Tell it to the unblemished, blameless Lamb. Promise it to the man who was betrayed, deserted, imprisoned, condemned, beaten, mocked, abused, tortured and killed. The one who literally sweat blood asking God to let his fate pass away from him. The King of the Jews who cried out, in front of his people, “My God, my God, why have you abandoned me?” The Son whose last sight was watching his mother lose her only child.
We humans are routinely dealt more than we can handle, and it’s insulting to faith, hope and charity to pretend otherwise. When we glibly respond to suffering with this phrase, what we are really saying to the sick, the poor and the broken is that if they were just a little stronger or a little more faithful, things could be different. Things could be better.
Suffering is not handed to us by God. The Lord is not “up there” doling out pain and heartache based on what he thinks will come this close to breaking us, but not quite (if we just follow him perfectly.) Instead, sickness, suffering and death are the bald facts of a broken world, a mystery mixture of original sin and permissive will that will never be solved this side of heaven. What we do know is that God gave his own Son “more than he could handle,” if handling means what we so nonchalantly imply in the modern world: bending without breaking, trusting without crying, and suffering without dying.

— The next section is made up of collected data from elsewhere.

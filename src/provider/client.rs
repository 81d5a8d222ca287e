//! Game-server provider client
//!
//! [`GameServerProvider`] is the seam to the hosting provider. The HTTP
//! implementation talks to its REST API; the mock keeps servers in memory and
//! can be scripted to fail.

use crate::config::ProviderSettings;
use crate::error::{MatchmakingError, Result};
use crate::provider::types::{ProviderMatch, ServerAssignment, ServerSpec};
use async_trait::async_trait;
use serde::Deserialize;
use std::collections::HashMap;
use std::sync::atomic::{AtomicUsize, Ordering};
use std::sync::Mutex;
use std::time::Duration;
use tracing::{debug, info, warn};

/// Trait for the external game-server hosting API
#[async_trait]
pub trait GameServerProvider: Send + Sync {
    /// Create and start a dedicated server for a match
    async fn create_server(&self, spec: &ServerSpec) -> Result<ServerAssignment>;

    /// Fetch the provider match resource
    async fn fetch_match(&self, provider_match_id: &str) -> Result<ProviderMatch>;

    /// Tear a server down; deleting an unknown server is not an error
    async fn delete_server(&self, server_id: &str) -> Result<()>;
}

#[derive(Debug, Deserialize)]
struct CreatedServer {
    id: String,
    match_id: String,
    ip: String,
    port: u16,
}

/// Provider client over its HTTP API
pub struct HttpGameServerProvider {
    client: reqwest::Client,
    base_url: String,
    api_key: String,
}

impl HttpGameServerProvider {
    /// Build a client; fails with `MissingCredentials` when no API key is set
    pub fn new(settings: &ProviderSettings) -> Result<Self> {
        let api_key = settings
            .api_key
            .clone()
            .filter(|k| !k.trim().is_empty())
            .ok_or_else(|| MatchmakingError::MissingCredentials {
                message: "PROVIDER_API_KEY is not set".to_string(),
            })?;

        let client = reqwest::Client::builder()
            .timeout(Duration::from_secs(settings.request_timeout_seconds))
            .build()
            .map_err(|e| MatchmakingError::ConfigurationError {
                message: format!("Failed to build provider HTTP client: {}", e),
            })?;

        Ok(Self {
            client,
            base_url: settings.base_url.trim_end_matches('/').to_string(),
            api_key,
        })
    }

    fn url(&self, path: &str) -> String {
        format!("{}/{}", self.base_url, path.trim_start_matches('/'))
    }

    fn provider_error(context: &str, error: impl std::fmt::Display) -> MatchmakingError {
        MatchmakingError::ExternalProvider {
            message: format!("{}: {}", context, error),
        }
    }

    async fn check_status(
        response: reqwest::Response,
        context: &str,
    ) -> Result<reqwest::Response> {
        let status = response.status();
        if status == reqwest::StatusCode::UNAUTHORIZED || status == reqwest::StatusCode::FORBIDDEN
        {
            return Err(MatchmakingError::MissingCredentials {
                message: format!("{} rejected the provider API key ({})", context, status),
            });
        }
        if !status.is_success() {
            let body = response.text().await.unwrap_or_default();
            return Err(Self::provider_error(
                context,
                format!("HTTP {} {}", status, body),
            ));
        }
        Ok(response)
    }
}

#[async_trait]
impl GameServerProvider for HttpGameServerProvider {
    async fn create_server(&self, spec: &ServerSpec) -> Result<ServerAssignment> {
        debug!("Requesting server for match {}", spec.match_id);
        let response = self
            .client
            .post(self.url("servers"))
            .bearer_auth(&self.api_key)
            .json(spec)
            .send()
            .await
            .map_err(|e| Self::provider_error("create server", e))?;
        let created: CreatedServer = Self::check_status(response, "create server")
            .await?
            .json()
            .await
            .map_err(|e| Self::provider_error("create server response", e))?;

        info!(
            "Provider created server {} at {}:{} for match {}",
            created.id, created.ip, created.port, spec.match_id
        );
        Ok(ServerAssignment {
            server_id: created.id,
            provider_match_id: created.match_id,
            ip: created.ip,
            port: created.port,
        })
    }

    async fn fetch_match(&self, provider_match_id: &str) -> Result<ProviderMatch> {
        let response = self
            .client
            .get(self.url(&format!("matches/{}", provider_match_id)))
            .bearer_auth(&self.api_key)
            .send()
            .await
            .map_err(|e| Self::provider_error("fetch match", e))?;
        Self::check_status(response, "fetch match")
            .await?
            .json()
            .await
            .map_err(|e| Self::provider_error("fetch match response", e))
    }

    async fn delete_server(&self, server_id: &str) -> Result<()> {
        let response = self
            .client
            .delete(self.url(&format!("servers/{}", server_id)))
            .bearer_auth(&self.api_key)
            .send()
            .await
            .map_err(|e| Self::provider_error("delete server", e))?;
        if response.status() == reqwest::StatusCode::NOT_FOUND {
            warn!("Server {} was already gone", server_id);
            return Ok(());
        }
        Self::check_status(response, "delete server").await?;
        info!("Deleted server {}", server_id);
        Ok(())
    }
}

/// In-memory provider for tests and local runs
#[derive(Debug, Default)]
pub struct MockGameServerProvider {
    created: AtomicUsize,
    fail_create: Mutex<Option<String>>,
    create_delay: Mutex<Option<Duration>>,
    matches: Mutex<HashMap<String, ProviderMatch>>,
    deleted: Mutex<Vec<String>>,
}

impl MockGameServerProvider {
    pub fn new() -> Self {
        Self::default()
    }

    /// Make every `create_server` call fail with this message
    pub fn fail_creates(&self, message: &str) {
        if let Ok(mut fail) = self.fail_create.lock() {
            *fail = Some(message.to_string());
        }
    }

    /// Slow down `create_server`, to widen race windows in tests
    pub fn delay_creates(&self, delay: Duration) {
        if let Ok(mut slot) = self.create_delay.lock() {
            *slot = Some(delay);
        }
    }

    /// Set the resource returned for a provider match id
    pub fn set_match(&self, payload: ProviderMatch) {
        if let Ok(mut matches) = self.matches.lock() {
            matches.insert(payload.id.clone(), payload);
        }
    }

    pub fn servers_created(&self) -> usize {
        self.created.load(Ordering::SeqCst)
    }

    pub fn deleted_servers(&self) -> Vec<String> {
        self.deleted.lock().map(|d| d.clone()).unwrap_or_default()
    }
}

#[async_trait]
impl GameServerProvider for MockGameServerProvider {
    async fn create_server(&self, spec: &ServerSpec) -> Result<ServerAssignment> {
        let delay = self.create_delay.lock().ok().and_then(|d| *d);
        if let Some(delay) = delay {
            tokio::time::sleep(delay).await;
        }
        let failure = self.fail_create.lock().ok().and_then(|f| f.clone());
        if let Some(message) = failure {
            return Err(MatchmakingError::ExternalProvider { message });
        }

        let n = self.created.fetch_add(1, Ordering::SeqCst) + 1;
        let assignment = ServerAssignment {
            server_id: format!("srv-{}", n),
            provider_match_id: format!("pm-{}", spec.match_id),
            ip: format!("10.0.0.{}", n % 250 + 1),
            port: 27015,
        };
        self.set_match(ProviderMatch {
            id: assignment.provider_match_id.clone(),
            finished: false,
            players: Vec::new(),
        });
        Ok(assignment)
    }

    async fn fetch_match(&self, provider_match_id: &str) -> Result<ProviderMatch> {
        self.matches
            .lock()
            .map_err(|_| MatchmakingError::lock_poisoned("mock provider"))?
            .get(provider_match_id)
            .cloned()
            .ok_or_else(|| MatchmakingError::ExternalProvider {
                message: format!("unknown match {}", provider_match_id),
            })
    }

    async fn delete_server(&self, server_id: &str) -> Result<()> {
        self.deleted
            .lock()
            .map_err(|_| MatchmakingError::lock_poisoned("mock provider"))?
            .push(server_id.to_string());
        Ok(())
    }
}

#[cfg(test)]
mod tests {
    use super::*;
    use uuid::Uuid;

    fn spec() -> ServerSpec {
        ServerSpec {
            match_id: Uuid::new_v4(),
            map: "de_nuke".to_string(),
            location: "frankfurt".to_string(),
            team1_steam_ids: vec!["1".to_string()],
            team2_steam_ids: vec!["2".to_string()],
        }
    }

    #[test]
    fn test_http_provider_requires_key() {
        let settings = ProviderSettings::default();
        assert!(matches!(
            HttpGameServerProvider::new(&settings),
            Err(MatchmakingError::MissingCredentials { .. })
        ));

        let settings = ProviderSettings {
            api_key: Some("token".to_string()),
            base_url: "https://provider.test/v1/".to_string(),
            ..ProviderSettings::default()
        };
        let provider = HttpGameServerProvider::new(&settings).unwrap();
        assert_eq!(provider.url("/servers"), "https://provider.test/v1/servers");
    }

    #[tokio::test]
    async fn test_mock_provider_lifecycle() {
        let provider = MockGameServerProvider::new();
        let server = provider.create_server(&spec()).await.unwrap();
        assert_eq!(provider.servers_created(), 1);

        let resource = provider.fetch_match(&server.provider_match_id).await.unwrap();
        assert!(!resource.finished);

        provider.delete_server(&server.server_id).await.unwrap();
        assert_eq!(provider.deleted_servers(), vec![server.server_id]);
    }

    #[tokio::test]
    async fn test_mock_provider_failure() {
        let provider = MockGameServerProvider::new();
        provider.fail_creates("out of capacity");
        assert_eq!(
            provider.create_server(&spec()).await,
            Err(MatchmakingError::ExternalProvider {
                message: "out of capacity".to_string()
            })
        );
        assert_eq!(provider.servers_created(), 0);
    }
}
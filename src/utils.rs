//! Utility functions for the match lifecycle engine

use chrono::{DateTime, Utc};
use uuid::Uuid;

/// Generate a new unique match ID
pub fn generate_match_id() -> Uuid {
    Uuid::new_v4()
}

/// Generate a new unique wager ID
pub fn generate_wager_id() -> Uuid {
    Uuid::new_v4()
}

/// Generate a new unique record ID (transactions, audit entries, history rows)
pub fn generate_record_id() -> Uuid {
    Uuid::new_v4()
}

/// Get the current UTC timestamp
pub fn current_timestamp() -> DateTime<Utc> {
    Utc::now()
}

/// Average of integer ratings, 0.0 for an empty slice
pub fn average_rating(ratings: &[i32]) -> f64 {
    if ratings.is_empty() {
        return 0.0;
    }
    ratings.iter().map(|r| f64::from(*r)).sum::<f64>() / ratings.len() as f64
}

/// `part / total` as a percentage, 0.0 when `total` is zero
pub fn percentage(part: u64, total: u64) -> f64 {
    if total == 0 {
        return 0.0;
    }
    part as f64 * 100.0 / total as f64
}
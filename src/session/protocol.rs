//! Wire encoding of outbound messages.
//!
//! - Frame: one binary message of little-endian `f32` samples, no header.
//! - Flush: the text message `flush`.

use crate::defaults::FLUSH_COMMAND;
use crate::streaming::{Frame, Outbound};
use tokio_tungstenite::tungstenite::Message;

pub fn frame_message(frame: &Frame) -> Message {
    Message::Binary(frame.to_le_bytes())
}

pub fn flush_message() -> Message {
    Message::Text(FLUSH_COMMAND.to_string())
}

pub fn outbound_message(item: &Outbound) -> Message {
    match item {
        Outbound::Frame(frame) => frame_message(frame),
        Outbound::Flush => flush_message(),
    }
}

/// Decode a binary frame message back into samples. Trailing bytes that do
/// not form a whole sample are ignored.
pub fn samples_from_le_bytes(bytes: &[u8]) -> Vec<f32> {
    bytes
        .chunks_exact(4)
        .map(|b| f32::from_le_bytes([b[0], b[1], b[2], b[3]]))
        .collect()
}
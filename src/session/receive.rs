//! Read half of a session.
//!
//! Every inbound data message is decoded and handed to the result sink as
//! it arrives, interleaved with the upload.

use super::{ReceiveEnd, ReceiveSummary, SessionState, advance};
use crate::results::{ResultSink, decode};
use futures_util::{Stream, StreamExt};
use std::fmt::Display;
use std::sync::Arc;
use std::time::Duration;
use tokio::sync::watch;
use tokio::time::{Instant, sleep_until};
use tokio_tungstenite::tungstenite::Message;

/// Decode inbound messages into the sink until the peer closes, a read
/// fails, or `result_timeout` elapses after the upload has finished.
///
/// The deadline is armed once, when `upload_done` flips (or its sender goes
/// away), and is not extended by later messages.
pub(super) async fn receive_flow<R, E, S>(
    mut reader: R,
    mut sink: S,
    state: Arc<watch::Sender<SessionState>>,
    mut upload_done: watch::Receiver<bool>,
    result_timeout: Duration,
) -> (R, S, ReceiveSummary)
where
    R: Stream<Item = Result<Message, E>> + Unpin,
    E: Display,
    S: ResultSink,
{
    let mut deadline: Option<Instant> = None;
    let mut messages = 0u64;

    let end = loop {
        tokio::select! {
            _ = upload_done.changed(), if deadline.is_none() => {
                log::debug!(
                    "Upload finished, waiting up to {:?} for results",
                    result_timeout
                );
                deadline = Some(Instant::now() + result_timeout);
            }
            _ = wait_for(deadline) => {
                log::debug!("No further results after {} messages", messages);
                break ReceiveEnd::TimedOut;
            }
            next = reader.next() => {
                let text = match next {
                    Some(Ok(Message::Text(text))) => text,
                    Some(Ok(Message::Binary(bytes))) => {
                        String::from_utf8_lossy(&bytes).into_owned()
                    }
                    Some(Ok(Message::Close(frame))) => {
                        log::debug!("Server sent close frame: {:?}", frame);
                        break ReceiveEnd::PeerClosed;
                    }
                    Some(Ok(_)) => continue,
                    Some(Err(e)) => break ReceiveEnd::TransportFailed(e.to_string()),
                    None => break ReceiveEnd::PeerClosed,
                };

                messages += 1;
                let result = decode(&text);
                if let Err(e) = sink.handle(&result) {
                    log::warn!("Sink '{}' failed to handle result: {}", sink.name(), e);
                }
            }
        }
    };

    if end != ReceiveEnd::TimedOut {
        advance(&state, SessionState::Closing);
    }
    sink.finish(&end);

    (reader, sink, ReceiveSummary { messages, end })
}

async fn wait_for(deadline: Option<Instant>) {
    match deadline {
        Some(at) => sleep_until(at).await,
        None => std::future::pending().await,
    }
}
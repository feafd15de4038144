//! WAV container decoding.

use crate::error::{Result, ScribeError};
use std::fs::File;
use std::io::{BufReader, Read};
use std::path::Path;

/// Format metadata of a decoded source.
#[derive(Debug, Clone, Copy, PartialEq, Eq)]
pub struct AudioFormat {
    pub sample_rate: u32,
    pub channel_count: u16,
    pub bits_per_sample: u16,
}

impl AudioFormat {
    /// Validate and build a format. Only 16- and 32-bit integer PCM is accepted.
    pub fn new(sample_rate: u32, channel_count: u16, bits_per_sample: u16) -> Result<Self> {
        if bits_per_sample != 16 && bits_per_sample != 32 {
            return Err(ScribeError::UnsupportedFormat {
                bits_per_sample,
                encoding: "integer".to_string(),
            });
        }
        if sample_rate == 0 {
            return Err(ScribeError::AudioRead {
                message: "Invalid WAV header: sample rate is zero".to_string(),
            });
        }
        if channel_count == 0 {
            return Err(ScribeError::AudioRead {
                message: "Invalid WAV header: channel count is zero".to_string(),
            });
        }

        Ok(Self {
            sample_rate,
            channel_count,
            bits_per_sample,
        })
    }

    /// Magnitude of the most negative sample, 2^(bits-1).
    pub fn full_scale(&self) -> f32 {
        (1u64 << (self.bits_per_sample - 1)) as f32
    }
}

/// Raw interleaved samples plus the format they were stored in.
#[derive(Debug, Clone, PartialEq)]
pub struct DecodedAudio {
    pub format: AudioFormat,
    pub samples: Vec<i32>,
}

impl DecodedAudio {
    /// Number of complete sample frames (one sample per channel).
    pub fn frame_count(&self) -> usize {
        self.samples.len() / self.format.channel_count as usize
    }

    pub fn duration_secs(&self) -> f64 {
        self.frame_count() as f64 / self.format.sample_rate as f64
    }
}

/// Decode a WAV container from any reader, reading it to completion once.
pub fn decode_wav<R: Read>(reader: R) -> Result<DecodedAudio> {
    let mut wav_reader = hound::WavReader::new(reader).map_err(|e| ScribeError::AudioRead {
        message: format!("Failed to parse WAV file: {}", e),
    })?;

    let spec = wav_reader.spec();
    if spec.sample_format != hound::SampleFormat::Int {
        return Err(ScribeError::UnsupportedFormat {
            bits_per_sample: spec.bits_per_sample,
            encoding: "float".to_string(),
        });
    }
    let format = AudioFormat::new(spec.sample_rate, spec.channels, spec.bits_per_sample)?;

    let samples: Vec<i32> = wav_reader
        .samples::<i32>()
        .collect::<std::result::Result<Vec<_>, _>>()
        .map_err(|e| ScribeError::AudioRead {
            message: format!("Failed to read WAV samples: {}", e),
        })?;

    log::debug!(
        "Decoded WAV: {} Hz, {} channel(s), {}-bit, {} samples",
        format.sample_rate,
        format.channel_count,
        format.bits_per_sample,
        samples.len()
    );

    Ok(DecodedAudio { format, samples })
}

/// Open and decode a WAV file.
pub fn decode_wav_file(path: &Path) -> Result<DecodedAudio> {
    let file = File::open(path)?;
    decode_wav(BufReader::new(file))
}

Jesus bent for us until he broke. He trusted, but he wept. He suffered and he died, and he would never look into our pain and whisper, “God never gives us more than we can handle.” Instead, he handled more than anyone ever could or should in order to break the chains of evil. He carved a pathway out of earthly suffering with his own body and blood. And he left us an example of how to treat others who are poor in spirit. He reaches out to us and walks with us, experiencing our every pain and loving it into blessedness without ever promising it won’t be too much.
Instead, our Redeemer says, “In this world you will have trouble. But take heart! I have overcome the world.”